#### Try it:
Which lines in the records below mention the word "usize"? Copy each one out.

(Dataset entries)
//! Reading request heads/bodies off a socket and writing responses back.

use crate::error::http::HttpError;
use crate::http::request::{Headers, Method, QueryParams, Request, split_target};
use crate::http::response::{Body, Response};
use crate::http::UploadedParts;

use common::ErrorLocation;

use std::net::SocketAddr;
use std::panic::Location;
use std::time::{Duration, SystemTime};

use httpdate::fmt_http_date;
use tokio::io::{AsyncRead, AsyncReadExt, AsyncWrite, AsyncWriteExt, BufReader};
use tokio::time::timeout;

const MAX_HEADERS: usize = 64;
const READ_CHUNK: usize = 4096;

/// Parsed request line and headers, before any body is read.
#[derive(Debug)]
pub(crate) struct RequestHead {
    pub method: Method,
    pub target: String,
    pub version: u8,
    pub headers: Headers,
}

impl RequestHead {
    /// GET carrying `Upgrade: websocket` and a `Sec-WebSocket-Key`.
    pub fn is_websocket_upgrade(&self) -> bool {
        self.method == Method::Get
            && self.headers.contains_token("upgrade", "websocket")
            && self.headers.get("sec-websocket-key").is_some()
    }

    pub fn into_request(self, remote_addr: SocketAddr) -> Result<Request, HttpError> {
        let (path, raw_query) = split_target(&self.target)?;
        Ok(Request {
            path,
            method: self.method,
            parameters: QueryParams::from_query(raw_query),
            headers: self.headers,
            files: UploadedParts::default(),
            remote_addr: Some(remote_addr),
            version: self.version,
        })
    }
}

/// Read the next request head, leaving any bytes past it in `buffer`.
///
/// Returns `Ok(None)` when the peer closes or stays idle past `read_timeout`
/// before sending the first byte of a new request.
pub(crate) async fn read_head<S>(
    stream: &mut S,
    buffer: &mut Vec<u8>,
    max_header_bytes: usize,
    read_timeout: Duration,
) -> Result<Option<RequestHead>, HttpError>
where
    S: AsyncRead + Unpin,
{
    loop {
        if !buffer.is_empty() {
            if let Some((head, consumed)) = try_parse_head(buffer)? {
                buffer.drain(..consumed);
                return Ok(Some(head));
            }
        }

        if buffer.len() >= max_header_bytes {
            return Err(HttpError::HeaderTooLarge {
                limit: max_header_bytes,
                location: ErrorLocation::from(Location::caller()),
            });
        }

        let mut chunk = [0u8; READ_CHUNK];
        let read = match timeout(read_timeout, stream.read(&mut chunk)).await {
            Ok(result) => result?,
            Err(_) if buffer.is_empty() => return Ok(None),
            Err(_) => {
                return Err(HttpError::Timeout {
                    message: "request head not completed in time".to_string(),
                    location: ErrorLocation::from(Location::caller()),
                });
            }
        };

        if read == 0 {
            if buffer.is_empty() {
                return Ok(None);
            }
            return Err(HttpError::malformed("connection closed inside request head"));
        }
        buffer.extend_from_slice(&chunk[..read]);
    }
}

fn try_parse_head(buffer: &[u8]) -> Result<Option<(RequestHead, usize)>, HttpError> {
    let mut header_storage = [httparse::EMPTY_HEADER; MAX_HEADERS];
    let mut request = httparse::Request::new(&mut header_storage);

    let consumed = match request.parse(buffer) {
        Ok(httparse::Status::Complete(len)) => len,
        Ok(httparse::Status::Partial) => return Ok(None),
        Err(e) => return Err(HttpError::malformed(format!("syntax error: {e}"))),
    };

    let token = request
        .method
        .ok_or_else(|| HttpError::malformed("missing method"))?;
    let method =
        Method::parse(token).ok_or_else(|| HttpError::malformed(format!("unknown method {token}")))?;
    let target = request
        .path
        .ok_or_else(|| HttpError::malformed("missing request target"))?
        .to_string();
    let version = request
        .version
        .ok_or_else(|| HttpError::malformed("missing HTTP version"))?;

    let mut headers = Headers::new();
    for header in request.headers.iter() {
        headers.insert(header.name, String::from_utf8_lossy(header.value).trim());
    }

    Ok(Some((
        RequestHead {
            method,
            target,
            version,
            headers,
        },
        consumed,
    )))
}

/// Read a body of `length` bytes, starting with whatever is already buffered.
pub(crate) async fn read_body<S>(
    stream: &mut S,
    buffer: &mut Vec<u8>,
    length: u64,
    max_body_bytes: u64,
    read_timeout: Duration,
) -> Result<Vec<u8>, HttpError>
where
    S: AsyncRead + Unpin,
{
    if length > max_body_bytes {
        return Err(HttpError::PayloadTooLarge {
            length,
            limit: max_body_bytes,
            location: ErrorLocation::from(Location::caller()),
        });
    }

    let length = length as usize;
    let buffered = buffer.len().min(length);
    let mut body: Vec<u8> = buffer.drain(..buffered).collect();

    if body.len() < length {
        let start = body.len();
        body.resize(length, 0);
        timeout(read_timeout, stream.read_exact(&mut body[start..]))
            .await
            .map_err(|_| HttpError::Timeout {
                message: format!("request body of {length} bytes not received in time"),
                location: ErrorLocation::from(Location::caller()),
            })??;
    }

    Ok(body)
}

/// Write `response`; `head_only` suppresses the body (HEAD requests).
pub(crate) async fn write_response<S>(
    stream: &mut S,
    response: Response,
    keep_alive: bool,
    head_only: bool,
) -> std::io::Result<()>
where
    S: AsyncWrite + Unpin,
{
    let mut head = format!(
        "HTTP/1.1 {} {}\r\n",
        response.status.0,
        response.status.reason_phrase()
    );
    if let Some(mime_type) = &response.mime_type {
        head.push_str(&format!("Content-Type: {mime_type}\r\n"));
    }
    head.push_str(&format!("Date: {}\r\n", fmt_http_date(SystemTime::now())));
    head.push_str(&format!("Content-Length: {}\r\n", response.content_length()));
    head.push_str(if keep_alive {
        "Connection: keep-alive\r\n\r\n"
    } else {
        "Connection: close\r\n\r\n"
    });

    stream.write_all(head.as_bytes()).await?;

    if !head_only {
        match response.body {
            Body::Bytes(bytes) => stream.write_all(&bytes).await?,
            Body::File { file, length } => {
                let file = tokio::fs::File::from_std(file);
                let mut reader = BufReader::new(file).take(length);
                tokio::io::copy(&mut reader, stream).await?;
            }
        }
    }

    stream.flush().await
}

/// Tell a client waiting on `Expect: 100-continue` to send its body.
pub(crate) async fn write_continue<S>(stream: &mut S) -> std::io::Result<()>
where
    S: AsyncWrite + Unpin,
{
    stream.write_all(b"HTTP/1.1 100 Continue\r\n\r\n").await?;
    stream.flush().await
}

/// Answer an upgrade request with `101 Switching Protocols`.
pub(crate) async fn write_switching_protocols<S>(
    stream: &mut S,
    accept_key: &str,
) -> std::io::Result<()>
where
    S: AsyncWrite + Unpin,
{
    let head = format!(
        "HTTP/1.1 101 Switching Protocols\r\n\
         Upgrade: websocket\r\n\
         Connection: Upgrade\r\n\
         Sec-WebSocket-Accept: {accept_key}\r\n\r\n"
    );
    stream.write_all(head.as_bytes()).await?;
    stream.flush().await
}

#### Answer below:
const MAX_HEADERS: usize = 64;
const READ_CHUNK: usize = 4096;
    max_header_bytes: usize,
fn try_parse_head(buffer: &[u8]) -> Result<Option<(RequestHead, usize)>, HttpError> {
    let length = length as usize;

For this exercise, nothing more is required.